Multicellular life arose about a billion years ago in a world that had long been dominated by unicellular microbes. It’s clear that multicellularity allowed for the evolution of an elaborate and sophisticated defense system. It is also evident that the microbes, at least many of the ones we recognize today as pathogens, were not standing idle during the last three billion years. Far from being a ‘bag of enzymes’, the bacteria have evolved elaborate and sophisticated ways of their own to mollify host defense responses. A clear example of an ‘anti-host system’ can be found in many species of Gram-negative bacteria that employ a protein secretion system (designated as type III) that delivers virulence factors directly into eukaryotic cells. Our lab is interested in deciphering the activities of these virulence factors within the eukaryotic host cell.
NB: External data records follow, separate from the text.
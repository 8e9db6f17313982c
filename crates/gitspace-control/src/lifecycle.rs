//! Gitspace instance lifecycle state machine.
//!
//! This module defines the valid state transitions for instances, the busy and
//! terminal classifications the action guards rely on, and how the config-level
//! state is derived from the latest instance.
//!
//! # State Machine
//!
//! ```text
//!     ┌───────────────┐
//!     │ Uninitialized │
//!     └───────┬───────┘
//!             │ (start)
//!             ▼
//!     ┌───────────────┐ (provisioned) ┌─────────┐ (stop)  ┌──────────┐
//!     │   Starting    │──────────────▶│ Running │────────▶│ Stopping │
//!     └───────────────┘               └─────────┘         └────┬─────┘
//!             │                            │                    │ (stopped)
//!             │ (failure / stuck)          │                    ▼
//!             ▼                            │               ┌─────────┐
//!     ┌───────────────┐                    │               │ Stopped │
//!     │     Error     │◀───────────────────┘               └────┬────┘
//!     └───────┬───────┘                                         │
//!             │ (delete)                                        │ (delete)
//!             ▼                                                 ▼
//!     ┌───────────────┐ (destroyed)  ┌─────────┐ (cleanup) ┌─────────┐
//!     │   Deleting    │─────────────▶│ Deleted │──────────▶│ Cleaned │
//!     └───────────────┘              └─────────┘           └─────────┘
//! ```
//!
//! A new Start on a terminal instance creates a fresh instance rather than
//! moving the old one.

use std::time::Duration;

use chrono::{DateTime, Utc};
use gitspace_store::{GitspaceInstanceState, GitspaceState};

use crate::error::{ControlError, Result};

/// Validates a state transition and returns the target state if valid.
///
/// # Errors
///
/// Returns `ControlError::InvalidState` if the transition is not allowed.
pub fn validate_transition(
    identifier: &str,
    from: GitspaceInstanceState,
    to: GitspaceInstanceState,
) -> Result<GitspaceInstanceState> {
    if is_valid_transition(from, to) {
        Ok(to)
    } else {
        Err(ControlError::InvalidState {
            identifier: identifier.to_string(),
            from,
            to,
        })
    }
}

/// Check if a state transition is valid according to the state machine.
#[must_use]
pub const fn is_valid_transition(from: GitspaceInstanceState, to: GitspaceInstanceState) -> bool {
    use GitspaceInstanceState::{
        Cleaned, Deleted, Deleting, Error, Running, Starting, Stopped, Stopping, Uninitialized,
    };

    matches!(
        (from, to),
        (Uninitialized, Starting)
            | (Starting, Running)
            | (Running, Stopping)
            | (Stopping, Stopped)
            // A stuck instance forced to Error may still be stopped
            | (Error, Stopping)
            | (Uninitialized | Starting | Running | Stopping | Deleting, Error)
            | (Uninitialized | Starting | Running | Stopping | Stopped | Error, Deleting)
            | (Deleting, Deleted)
            | (Stopped | Error | Deleted, Cleaned)
    )
}

/// Returns true if the instance is in a terminal state.
///
/// A Start on a terminal instance creates a new instance.
#[must_use]
pub const fn is_terminal(state: GitspaceInstanceState) -> bool {
    matches!(
        state,
        GitspaceInstanceState::Stopped
            | GitspaceInstanceState::Error
            | GitspaceInstanceState::Deleted
            | GitspaceInstanceState::Cleaned
    )
}

/// Returns true if an action is in flight on the instance.
#[must_use]
pub const fn is_busy(state: GitspaceInstanceState) -> bool {
    matches!(
        state,
        GitspaceInstanceState::Uninitialized
            | GitspaceInstanceState::Starting
            | GitspaceInstanceState::Stopping
            | GitspaceInstanceState::Deleting
    )
}

/// Derive the config-level state from the latest instance state.
#[must_use]
pub const fn config_state(instance: Option<GitspaceInstanceState>) -> GitspaceState {
    match instance {
        None | Some(GitspaceInstanceState::Uninitialized) => GitspaceState::Uninitialized,
        Some(GitspaceInstanceState::Starting) => GitspaceState::Starting,
        Some(GitspaceInstanceState::Running) => GitspaceState::Running,
        Some(GitspaceInstanceState::Stopping | GitspaceInstanceState::Deleting) => {
            GitspaceState::Stopping
        }
        Some(
            GitspaceInstanceState::Stopped
            | GitspaceInstanceState::Deleted
            | GitspaceInstanceState::Cleaned,
        ) => GitspaceState::Stopped,
        Some(GitspaceInstanceState::Error) => GitspaceState::Error,
    }
}

/// Returns true if `updated` is further in the past than `window`.
///
/// Timestamps in the future are never stale.
#[must_use]
pub fn is_stale(updated: DateTime<Utc>, window: Duration) -> bool {
    (Utc::now() - updated)
        .to_std()
        .is_ok_and(|age| age > window)
}

#[cfg(test)]
mod tests {
    use super::*;

    #[test]
    fn valid_transitions() {
        use GitspaceInstanceState::*;

        assert!(is_valid_transition(Uninitialized, Starting));
        assert!(is_valid_transition(Starting, Running));
        assert!(is_valid_transition(Running, Stopping));
        assert!(is_valid_transition(Stopping, Stopped));
        assert!(is_valid_transition(Error, Stopping));
        assert!(is_valid_transition(Stopped, Deleting));
        assert!(is_valid_transition(Deleting, Deleted));
        assert!(is_valid_transition(Deleted, Cleaned));
    }

    #[test]
    fn invalid_transitions() {
        use GitspaceInstanceState::*;

        assert!(!is_valid_transition(Stopped, Running));
        assert!(!is_valid_transition(Deleted, Starting));
        assert!(!is_valid_transition(Running, Starting));
        assert!(!is_valid_transition(Cleaned, Deleting));
    }

    #[test]
    fn validate_transition_reports_states() {
        let err = validate_transition(
            "ws-abc123",
            GitspaceInstanceState::Deleted,
            GitspaceInstanceState::Stopping,
        )
        .unwrap_err();
        assert!(matches!(
            err,
            ControlError::InvalidState {
                from: GitspaceInstanceState::Deleted,
                to: GitspaceInstanceState::Stopping,
                ..
            }
        ));
    }

    #[test]
    fn busy_and_terminal_are_disjoint() {
        use GitspaceInstanceState::*;

        for state in [
            Uninitialized, Starting, Running, Stopping, Stopped, Error, Deleting, Deleted, Cleaned,
        ] {
            assert!(!(is_busy(state) && is_terminal(state)), "{state}");
        }
        assert!(!is_busy(Running));
        assert!(!is_terminal(Running));
    }

    #[test]
    fn config_state_follows_instance() {
        assert_eq!(config_state(None), GitspaceState::Uninitialized);
        assert_eq!(
            config_state(Some(GitspaceInstanceState::Running)),
            GitspaceState::Running
        );
        assert_eq!(
            config_state(Some(GitspaceInstanceState::Deleting)),
            GitspaceState::Stopping
        );
        assert_eq!(
            config_state(Some(GitspaceInstanceState::Cleaned)),
            GitspaceState::Stopped
        );
    }

    #[test]
    fn staleness() {
        let window = Duration::from_secs(300);
        assert!(!is_stale(Utc::now(), window));
        assert!(is_stale(Utc::now() - chrono::Duration::minutes(6), window));
        assert!(!is_stale(Utc::now() + chrono::Duration::minutes(6), window));
    }
}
 ‘Cellular Microbiology’ Not surprisingly since they are designed to be active within eukaryotic cells, the majority of the virulence factors secreted by bacterial type III systems possess eukaryotic-like domains or motifs. It thought that the genes encoding some of the type III virulence factors were in fact acquired from eukaryotic genomes. An unmodified eukaryotic protein itself would likely not be of much use for a bacterium since such a protein would still be responsive to normal cellular regulatory processes. Instead, ‘captured’ genes would be expected to undergo extensive modifications that would result in them becoming beneficial to the bacterium and, conversely, detrimental to the host in which they originally evolved to serve. Therefore, these virulence factors we observe today likely are the products of two sequential (and opposing) lines of evolution. Conveniently, many of these virulence factors expressed by the pathogenic yersiniae possess similar activities in animal and yeast cells. What this means is that we can apply a well-developed genetic system to identify and characterize the cellular activities of these virulence factors. By performing large-scale mutagenesis screens, we have discovered that the ancient stress-activated eIF2 signaling pathway plays a pivotal role in how eukaryotic cells interact with microbial pathogens.